→ **Your task**: The response must contain every line from the records below that has "TaskChanges".

→ **Data records**:
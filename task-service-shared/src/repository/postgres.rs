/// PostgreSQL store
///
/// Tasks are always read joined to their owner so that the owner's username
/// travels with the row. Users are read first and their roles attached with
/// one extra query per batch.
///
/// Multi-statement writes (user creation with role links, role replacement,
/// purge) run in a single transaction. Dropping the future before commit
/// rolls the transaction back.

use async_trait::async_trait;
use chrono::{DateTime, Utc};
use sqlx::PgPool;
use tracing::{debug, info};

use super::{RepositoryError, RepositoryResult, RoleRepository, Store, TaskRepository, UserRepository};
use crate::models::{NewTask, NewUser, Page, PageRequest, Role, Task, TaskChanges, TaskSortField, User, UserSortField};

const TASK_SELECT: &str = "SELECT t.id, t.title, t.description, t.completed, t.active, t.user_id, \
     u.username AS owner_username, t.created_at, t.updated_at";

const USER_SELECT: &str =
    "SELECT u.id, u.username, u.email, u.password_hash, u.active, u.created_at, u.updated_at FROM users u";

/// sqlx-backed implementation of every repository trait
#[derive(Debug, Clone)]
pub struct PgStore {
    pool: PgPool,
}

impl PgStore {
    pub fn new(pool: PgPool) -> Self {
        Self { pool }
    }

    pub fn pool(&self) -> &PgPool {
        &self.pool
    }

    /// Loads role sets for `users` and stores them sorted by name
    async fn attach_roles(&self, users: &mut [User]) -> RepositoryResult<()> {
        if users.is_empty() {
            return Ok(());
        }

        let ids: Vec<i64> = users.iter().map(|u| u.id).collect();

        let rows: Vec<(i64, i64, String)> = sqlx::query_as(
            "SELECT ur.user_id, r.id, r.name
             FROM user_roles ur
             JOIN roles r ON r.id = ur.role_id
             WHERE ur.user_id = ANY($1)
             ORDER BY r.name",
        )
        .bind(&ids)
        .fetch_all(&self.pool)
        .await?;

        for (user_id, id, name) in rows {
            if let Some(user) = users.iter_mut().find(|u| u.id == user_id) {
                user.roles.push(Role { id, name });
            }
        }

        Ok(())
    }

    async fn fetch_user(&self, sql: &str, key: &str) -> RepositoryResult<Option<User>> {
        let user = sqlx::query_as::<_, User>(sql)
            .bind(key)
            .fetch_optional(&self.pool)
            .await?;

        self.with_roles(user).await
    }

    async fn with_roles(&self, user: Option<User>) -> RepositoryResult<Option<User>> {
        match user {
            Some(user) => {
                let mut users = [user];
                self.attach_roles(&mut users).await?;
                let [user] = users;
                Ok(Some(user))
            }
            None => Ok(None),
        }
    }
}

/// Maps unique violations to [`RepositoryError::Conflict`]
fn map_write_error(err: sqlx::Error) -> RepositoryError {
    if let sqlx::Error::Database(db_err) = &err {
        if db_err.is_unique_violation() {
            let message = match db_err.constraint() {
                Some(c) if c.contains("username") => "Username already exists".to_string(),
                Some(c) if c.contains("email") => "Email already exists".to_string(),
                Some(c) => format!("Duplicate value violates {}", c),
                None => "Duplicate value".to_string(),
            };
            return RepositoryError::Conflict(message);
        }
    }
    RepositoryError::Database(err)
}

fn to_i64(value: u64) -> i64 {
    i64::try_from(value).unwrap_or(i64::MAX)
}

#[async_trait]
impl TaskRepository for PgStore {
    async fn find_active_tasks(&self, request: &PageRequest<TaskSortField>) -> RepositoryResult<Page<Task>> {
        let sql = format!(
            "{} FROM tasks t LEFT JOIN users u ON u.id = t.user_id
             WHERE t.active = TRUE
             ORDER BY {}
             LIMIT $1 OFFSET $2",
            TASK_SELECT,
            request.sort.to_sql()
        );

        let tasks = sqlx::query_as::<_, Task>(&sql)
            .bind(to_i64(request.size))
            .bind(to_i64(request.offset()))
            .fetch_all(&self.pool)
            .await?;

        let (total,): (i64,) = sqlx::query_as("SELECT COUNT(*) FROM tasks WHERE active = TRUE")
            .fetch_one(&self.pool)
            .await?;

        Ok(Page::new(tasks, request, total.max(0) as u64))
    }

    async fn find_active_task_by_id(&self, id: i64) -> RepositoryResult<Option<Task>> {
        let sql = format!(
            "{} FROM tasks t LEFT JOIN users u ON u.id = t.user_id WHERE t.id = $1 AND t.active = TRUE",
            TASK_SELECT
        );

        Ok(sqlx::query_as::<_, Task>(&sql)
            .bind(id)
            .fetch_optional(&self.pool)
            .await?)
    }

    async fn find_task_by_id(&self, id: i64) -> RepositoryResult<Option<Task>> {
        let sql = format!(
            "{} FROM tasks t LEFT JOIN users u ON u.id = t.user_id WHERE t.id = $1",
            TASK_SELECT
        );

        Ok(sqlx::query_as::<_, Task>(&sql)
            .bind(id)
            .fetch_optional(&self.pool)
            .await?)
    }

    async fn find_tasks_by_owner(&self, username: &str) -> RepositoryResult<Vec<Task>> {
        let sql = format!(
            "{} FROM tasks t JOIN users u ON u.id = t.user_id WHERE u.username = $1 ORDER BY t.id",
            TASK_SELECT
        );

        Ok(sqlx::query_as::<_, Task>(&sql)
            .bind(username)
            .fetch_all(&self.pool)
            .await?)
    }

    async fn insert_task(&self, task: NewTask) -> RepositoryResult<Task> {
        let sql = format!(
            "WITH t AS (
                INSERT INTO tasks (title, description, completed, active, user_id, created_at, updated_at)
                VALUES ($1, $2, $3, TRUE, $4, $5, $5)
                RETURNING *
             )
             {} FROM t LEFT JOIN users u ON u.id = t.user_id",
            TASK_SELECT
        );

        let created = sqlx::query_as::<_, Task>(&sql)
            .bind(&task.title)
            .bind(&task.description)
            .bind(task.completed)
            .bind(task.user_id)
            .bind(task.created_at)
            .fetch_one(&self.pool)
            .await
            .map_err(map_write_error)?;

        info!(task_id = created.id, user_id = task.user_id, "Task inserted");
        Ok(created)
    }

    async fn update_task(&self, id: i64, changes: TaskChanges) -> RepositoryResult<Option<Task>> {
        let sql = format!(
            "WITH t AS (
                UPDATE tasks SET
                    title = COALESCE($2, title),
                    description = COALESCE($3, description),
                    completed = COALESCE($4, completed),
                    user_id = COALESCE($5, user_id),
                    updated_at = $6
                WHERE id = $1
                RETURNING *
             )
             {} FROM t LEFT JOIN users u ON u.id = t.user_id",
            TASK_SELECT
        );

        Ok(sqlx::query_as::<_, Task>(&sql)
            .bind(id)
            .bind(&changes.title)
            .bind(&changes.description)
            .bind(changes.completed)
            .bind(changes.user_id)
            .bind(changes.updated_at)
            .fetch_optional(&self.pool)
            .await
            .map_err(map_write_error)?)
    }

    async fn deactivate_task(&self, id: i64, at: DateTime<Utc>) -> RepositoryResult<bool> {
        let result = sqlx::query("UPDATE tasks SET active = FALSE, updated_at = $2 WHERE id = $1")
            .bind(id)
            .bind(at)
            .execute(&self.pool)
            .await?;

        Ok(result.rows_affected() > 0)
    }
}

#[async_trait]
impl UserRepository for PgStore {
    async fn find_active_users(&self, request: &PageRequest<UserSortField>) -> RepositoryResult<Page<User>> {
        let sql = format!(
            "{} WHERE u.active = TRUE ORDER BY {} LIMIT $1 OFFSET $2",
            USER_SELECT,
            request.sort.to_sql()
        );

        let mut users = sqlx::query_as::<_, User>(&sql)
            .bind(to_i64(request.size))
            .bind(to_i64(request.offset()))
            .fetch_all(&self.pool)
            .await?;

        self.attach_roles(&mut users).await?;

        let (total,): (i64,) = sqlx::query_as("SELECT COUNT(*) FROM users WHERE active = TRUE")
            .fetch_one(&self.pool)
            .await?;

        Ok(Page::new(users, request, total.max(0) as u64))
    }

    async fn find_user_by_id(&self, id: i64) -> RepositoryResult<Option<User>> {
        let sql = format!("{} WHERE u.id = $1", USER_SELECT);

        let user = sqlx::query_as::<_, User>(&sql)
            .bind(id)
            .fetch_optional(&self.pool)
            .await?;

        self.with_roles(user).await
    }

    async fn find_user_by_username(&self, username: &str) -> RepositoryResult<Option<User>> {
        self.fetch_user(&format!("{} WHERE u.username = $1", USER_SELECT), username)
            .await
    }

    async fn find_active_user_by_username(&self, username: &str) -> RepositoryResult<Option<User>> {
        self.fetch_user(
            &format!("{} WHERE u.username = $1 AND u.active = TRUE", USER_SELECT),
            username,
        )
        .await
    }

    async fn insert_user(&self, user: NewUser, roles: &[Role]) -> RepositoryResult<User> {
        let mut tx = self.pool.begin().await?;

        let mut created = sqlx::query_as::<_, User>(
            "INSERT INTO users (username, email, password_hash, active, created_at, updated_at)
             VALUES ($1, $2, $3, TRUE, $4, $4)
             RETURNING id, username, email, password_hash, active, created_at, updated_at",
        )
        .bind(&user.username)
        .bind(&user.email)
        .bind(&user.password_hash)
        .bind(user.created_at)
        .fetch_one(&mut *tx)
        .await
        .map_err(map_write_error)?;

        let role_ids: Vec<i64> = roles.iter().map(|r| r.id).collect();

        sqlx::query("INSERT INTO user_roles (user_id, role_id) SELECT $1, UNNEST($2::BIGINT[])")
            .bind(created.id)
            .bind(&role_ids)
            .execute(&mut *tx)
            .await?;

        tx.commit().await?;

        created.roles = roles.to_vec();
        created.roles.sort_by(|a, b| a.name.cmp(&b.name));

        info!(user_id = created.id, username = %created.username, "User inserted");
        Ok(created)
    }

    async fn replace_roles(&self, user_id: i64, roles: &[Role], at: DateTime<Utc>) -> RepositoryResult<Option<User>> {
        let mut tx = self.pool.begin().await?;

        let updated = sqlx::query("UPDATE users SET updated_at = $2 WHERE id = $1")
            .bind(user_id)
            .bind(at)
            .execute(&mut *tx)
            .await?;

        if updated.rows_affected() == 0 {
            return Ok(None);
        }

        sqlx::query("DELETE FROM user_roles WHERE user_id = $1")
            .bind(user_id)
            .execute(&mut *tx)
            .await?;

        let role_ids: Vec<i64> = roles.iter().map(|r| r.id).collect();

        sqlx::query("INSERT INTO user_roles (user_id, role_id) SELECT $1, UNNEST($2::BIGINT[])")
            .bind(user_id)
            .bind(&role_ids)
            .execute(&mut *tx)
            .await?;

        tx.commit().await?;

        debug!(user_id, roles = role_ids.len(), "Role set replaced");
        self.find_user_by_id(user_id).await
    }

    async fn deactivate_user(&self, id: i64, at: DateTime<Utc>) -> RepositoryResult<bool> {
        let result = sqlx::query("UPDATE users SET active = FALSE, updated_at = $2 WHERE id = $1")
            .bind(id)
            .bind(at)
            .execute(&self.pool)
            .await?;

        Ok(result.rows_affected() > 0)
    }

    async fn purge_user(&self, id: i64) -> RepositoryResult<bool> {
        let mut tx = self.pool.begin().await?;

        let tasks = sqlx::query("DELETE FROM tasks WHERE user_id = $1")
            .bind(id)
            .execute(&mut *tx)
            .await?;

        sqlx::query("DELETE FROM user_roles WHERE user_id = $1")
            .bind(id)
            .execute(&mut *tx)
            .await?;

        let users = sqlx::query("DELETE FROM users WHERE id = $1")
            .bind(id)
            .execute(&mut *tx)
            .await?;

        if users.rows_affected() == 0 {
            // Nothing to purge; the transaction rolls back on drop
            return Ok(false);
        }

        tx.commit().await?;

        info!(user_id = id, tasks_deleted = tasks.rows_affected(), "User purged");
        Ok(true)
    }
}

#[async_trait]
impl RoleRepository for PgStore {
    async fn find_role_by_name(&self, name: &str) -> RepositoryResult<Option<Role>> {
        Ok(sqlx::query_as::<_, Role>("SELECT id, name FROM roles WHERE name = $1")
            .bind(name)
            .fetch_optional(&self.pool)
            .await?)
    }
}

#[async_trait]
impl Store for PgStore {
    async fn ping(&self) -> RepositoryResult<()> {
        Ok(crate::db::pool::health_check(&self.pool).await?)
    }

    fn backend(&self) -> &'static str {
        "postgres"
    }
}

→ **Your response**:
use crate::models::{NewTask, NewUser, Page, PageRequest, Role, Task, TaskChanges, TaskSortField, User, UserSortField};
    async fn update_task(&self, id: i64, changes: TaskChanges) -> RepositoryResult<Option<Task>> {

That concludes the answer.